▸ **About this exercise**
Write out only the opening lines of the entries, through the line with "use weblauncher::types::window::WindowConfig;".

▸ **Collected data**
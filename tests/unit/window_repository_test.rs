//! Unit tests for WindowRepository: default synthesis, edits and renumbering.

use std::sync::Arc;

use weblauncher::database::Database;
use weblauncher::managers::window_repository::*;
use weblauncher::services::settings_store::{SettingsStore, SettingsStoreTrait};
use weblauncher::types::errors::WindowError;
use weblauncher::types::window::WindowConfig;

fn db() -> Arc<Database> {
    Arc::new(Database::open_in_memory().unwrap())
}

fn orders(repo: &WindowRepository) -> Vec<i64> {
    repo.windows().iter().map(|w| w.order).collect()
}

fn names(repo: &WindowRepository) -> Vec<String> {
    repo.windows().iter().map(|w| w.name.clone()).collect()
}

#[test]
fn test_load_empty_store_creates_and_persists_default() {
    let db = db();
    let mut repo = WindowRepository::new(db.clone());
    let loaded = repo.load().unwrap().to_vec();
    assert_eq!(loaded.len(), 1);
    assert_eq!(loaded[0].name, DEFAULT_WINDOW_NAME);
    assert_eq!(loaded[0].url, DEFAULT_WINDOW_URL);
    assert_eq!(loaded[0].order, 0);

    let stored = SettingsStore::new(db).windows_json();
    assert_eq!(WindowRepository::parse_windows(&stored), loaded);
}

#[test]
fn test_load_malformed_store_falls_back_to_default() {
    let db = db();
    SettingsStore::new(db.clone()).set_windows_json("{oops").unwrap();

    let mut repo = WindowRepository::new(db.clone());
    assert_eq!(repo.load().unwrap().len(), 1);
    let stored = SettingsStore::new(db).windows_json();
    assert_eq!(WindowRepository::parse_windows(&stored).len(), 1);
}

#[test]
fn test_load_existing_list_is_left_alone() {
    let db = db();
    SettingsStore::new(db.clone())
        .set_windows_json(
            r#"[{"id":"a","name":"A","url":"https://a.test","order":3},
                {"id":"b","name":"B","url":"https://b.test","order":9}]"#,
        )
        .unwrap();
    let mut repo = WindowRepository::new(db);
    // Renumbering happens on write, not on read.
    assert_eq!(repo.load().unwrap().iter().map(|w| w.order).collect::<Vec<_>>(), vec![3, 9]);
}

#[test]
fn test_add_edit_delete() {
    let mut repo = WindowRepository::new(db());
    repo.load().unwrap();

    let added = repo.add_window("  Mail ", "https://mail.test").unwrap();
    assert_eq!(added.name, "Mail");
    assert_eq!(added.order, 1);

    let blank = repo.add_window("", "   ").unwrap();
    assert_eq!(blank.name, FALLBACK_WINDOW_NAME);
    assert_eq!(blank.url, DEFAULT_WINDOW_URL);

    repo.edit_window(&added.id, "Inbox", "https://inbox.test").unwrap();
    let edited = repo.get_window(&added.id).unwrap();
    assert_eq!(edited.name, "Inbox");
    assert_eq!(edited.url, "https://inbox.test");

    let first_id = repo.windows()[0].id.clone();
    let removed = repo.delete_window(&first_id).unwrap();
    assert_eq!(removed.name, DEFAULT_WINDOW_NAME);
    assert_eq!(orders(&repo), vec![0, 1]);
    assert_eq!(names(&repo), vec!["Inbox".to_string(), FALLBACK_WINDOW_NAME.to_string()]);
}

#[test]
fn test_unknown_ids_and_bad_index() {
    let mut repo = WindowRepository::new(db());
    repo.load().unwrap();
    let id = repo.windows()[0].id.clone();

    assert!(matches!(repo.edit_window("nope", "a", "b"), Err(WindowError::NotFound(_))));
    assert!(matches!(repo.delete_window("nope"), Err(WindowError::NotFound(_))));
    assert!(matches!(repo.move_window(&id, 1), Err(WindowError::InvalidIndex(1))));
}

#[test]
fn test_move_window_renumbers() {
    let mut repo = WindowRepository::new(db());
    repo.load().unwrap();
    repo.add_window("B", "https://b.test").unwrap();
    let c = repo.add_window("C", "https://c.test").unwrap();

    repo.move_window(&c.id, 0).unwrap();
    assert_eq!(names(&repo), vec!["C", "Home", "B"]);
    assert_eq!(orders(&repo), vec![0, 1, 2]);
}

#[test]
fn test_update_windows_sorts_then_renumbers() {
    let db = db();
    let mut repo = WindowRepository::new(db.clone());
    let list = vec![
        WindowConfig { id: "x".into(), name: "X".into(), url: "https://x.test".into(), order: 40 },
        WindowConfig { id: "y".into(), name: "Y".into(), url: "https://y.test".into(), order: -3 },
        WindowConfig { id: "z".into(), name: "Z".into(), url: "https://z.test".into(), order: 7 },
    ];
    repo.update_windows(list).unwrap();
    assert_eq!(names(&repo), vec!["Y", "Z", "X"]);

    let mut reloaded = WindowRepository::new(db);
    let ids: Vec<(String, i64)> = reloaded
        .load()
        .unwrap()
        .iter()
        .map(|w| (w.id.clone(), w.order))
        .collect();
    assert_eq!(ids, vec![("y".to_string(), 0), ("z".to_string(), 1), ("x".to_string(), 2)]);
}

▸ **Task result**
filename tests/unit/window_repository_test.rs
//! Unit tests for WindowRepository: default synthesis, edits and renumbering.

use std::sync::Arc;

use weblauncher::database::Database;
use weblauncher::managers::window_repository::*;
use weblauncher::services::settings_store::{SettingsStore, SettingsStoreTrait};
use weblauncher::types::errors::WindowError;
use weblauncher::types::window::WindowConfig;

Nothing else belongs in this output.